- Trongion Location in Ladakh, India Trongion Trongion (India)
- Coordinates: 34°17′37″N 75°45′34″E﻿ / ﻿34.2937°N 75.7595°E
- Country: India
- Union Territory: Ladakh
- District: Drass
- Tehsil: Drass
- Panchayat: Traongjun

Population (2011)
- • Total: 1,094
- Time zone: UTC+5:30 (IST)
- PIN: 194102
- Village code: 001010

= Trongion =

Trongion is a village in the Drass tehsil of Drass district in the Indian union territory of Ladakh. It falls under the Traongjun Gram Panchayat and the Drass Block Panchayat.

==Demographics==

According to the 2011 census of India, Trongion has 153 households and a population of 1,094, comprising 548 males and 546 females. The village has a sex ratio of 996 females per 1,000 males.

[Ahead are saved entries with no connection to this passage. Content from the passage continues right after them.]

use std::ops::Range;

use crate::resource::{GpuResource, NativeHandle};

/// One draw call in terms of application handles.
///
/// Without `indices`, `elements` is a vertex range; with them, an index
/// range. Without `texture`, the backend binds a 1x1 white texture.
#[derive(Debug, Clone, PartialEq, Eq)]
pub struct DrawCommand {
    pub program: GpuResource,
    pub vertices: GpuResource,
    pub indices: Option<GpuResource>,
    pub texture: Option<GpuResource>,
    pub elements: Range<u32>,
}

impl DrawCommand {
    pub fn new(program: GpuResource, vertices: GpuResource, elements: Range<u32>) -> Self {
        Self {
            program,
            vertices,
            indices: None,
            texture: None,
            elements,
        }
    }

    pub fn with_indices(mut self, indices: GpuResource) -> Self {
        self.indices = Some(indices);
        self
    }

    pub fn with_texture(mut self, texture: GpuResource) -> Self {
        self.texture = Some(texture);
        self
    }
}

/// A [`DrawCommand`] after every handle was checked and resolved against
/// the target context.
#[derive(Debug, Clone, PartialEq, Eq)]
pub struct ResolvedDraw {
    pub program: NativeHandle,
    pub vertices: NativeHandle,
    pub indices: Option<NativeHandle>,
    pub texture: Option<NativeHandle>,
    pub elements: Range<u32>,
}
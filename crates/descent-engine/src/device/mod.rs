//! wgpu graphics context.
//!
//! This module is responsible for:
//! - creating the wgpu Instance/Adapter/Device/Queue for one window
//! - configuring the Surface (swapchain) and MSAA target
//! - turning resource descriptors into wgpu objects
//! - recording a frame's draws and presenting them

mod context;
mod error;
mod frame;
mod init;
mod objects;
mod surface;

pub use context::WgpuContext;
pub use error::SurfaceErrorAction;
pub use init::GpuInit;
use std::fmt;

/// Window lifecycle. Ordered; a window only ever moves forward.
#[derive(Debug, Copy, Clone, Eq, PartialEq, Ord, PartialOrd, Hash)]
pub enum WindowState {
    Uninitialized,
    /// Native window and graphics context exist.
    Created,
    /// The context has been made current at least once.
    Running,
    /// A close was requested; the window still exists.
    ClosePending,
    /// Native objects and GPU resources are gone.
    Destroyed,
}

impl WindowState {
    /// The state that immediately follows this one.
    pub fn next(self) -> Option<WindowState> {
        match self {
            WindowState::Uninitialized => Some(WindowState::Created),
            WindowState::Created => Some(WindowState::Running),
            WindowState::Running => Some(WindowState::ClosePending),
            WindowState::ClosePending => Some(WindowState::Destroyed),
            WindowState::Destroyed => None,
        }
    }

    /// Moves to `to` only if it is the immediate successor.
    pub(crate) fn advance(&mut self, to: WindowState) -> bool {
        if self.next() == Some(to) {
            log::debug!("window state {self} -> {to}");
            *self = to;
            true
        } else {
            false
        }
    }

    /// Walks forward one state at a time until `to` is reached. Returns how
    /// many transitions were taken; zero when `to` is not ahead.
    pub(crate) fn step_to(&mut self, to: WindowState) -> usize {
        let mut steps = 0;
        while *self < to {
            let Some(next) = self.next() else { break };
            self.advance(next);
            steps += 1;
        }
        steps
    }

    pub fn is_destroyed(self) -> bool {
        self == WindowState::Destroyed
    }
}

impl fmt::Display for WindowState {
    fn fmt(&self, f: &mut fmt::Formatter<'_>) -> fmt::Result {
        f.write_str(match self {
            WindowState::Uninitialized => "uninitialized",
            WindowState::Created => "created",
            WindowState::Running => "running",
            WindowState::ClosePending => "close-pending",
            WindowState::Destroyed => "destroyed",
        })
    }
}

#[cfg(test)]
mod tests {
    use super::*;

    #[test]
    fn never_moves_backwards() {
        let mut state = WindowState::Uninitialized;
        assert!(state.advance(WindowState::Created));
        assert!(state.advance(WindowState::Running));
        assert!(!state.advance(WindowState::Created));
        assert!(state.advance(WindowState::ClosePending));
        assert!(!state.advance(WindowState::Running));
        assert_eq!(state, WindowState::ClosePending);
        assert!(state.advance(WindowState::Destroyed));
        assert!(!state.advance(WindowState::Destroyed));
        assert!(state.is_destroyed());
    }

    #[test]
    fn never_skips_a_state() {
        let mut state = WindowState::Created;
        assert!(!state.advance(WindowState::ClosePending));
        assert!(!state.advance(WindowState::Destroyed));
        assert_eq!(state, WindowState::Created);
    }

    #[test]
    fn step_to_visits_every_state_in_between() {
        let mut state = WindowState::Created;
        assert_eq!(state.step_to(WindowState::Destroyed), 3);
        assert!(state.is_destroyed());
        assert_eq!(state.step_to(WindowState::Running), 0);

        let mut state = WindowState::ClosePending;
        assert_eq!(state.step_to(WindowState::Running), 0);
        assert_eq!(state, WindowState::ClosePending);
    }
}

The literacy rate is 61.1%.

Demographics (2011 Census)
|  | Total | Male | Female |
|---|---|---|---|
| Population | 1,094 | 548 | 546 |
| Households | 153 |  |  |
| Literacy rate | 61.1% |  |  |
| Sex ratio | 996 |  |  |
| Workers | 216 |  |  |

The village had a sex ratio of 996 females per 1,000 males. The literacy rate was 61.1%. The 2011 Census records 216 workers in the village.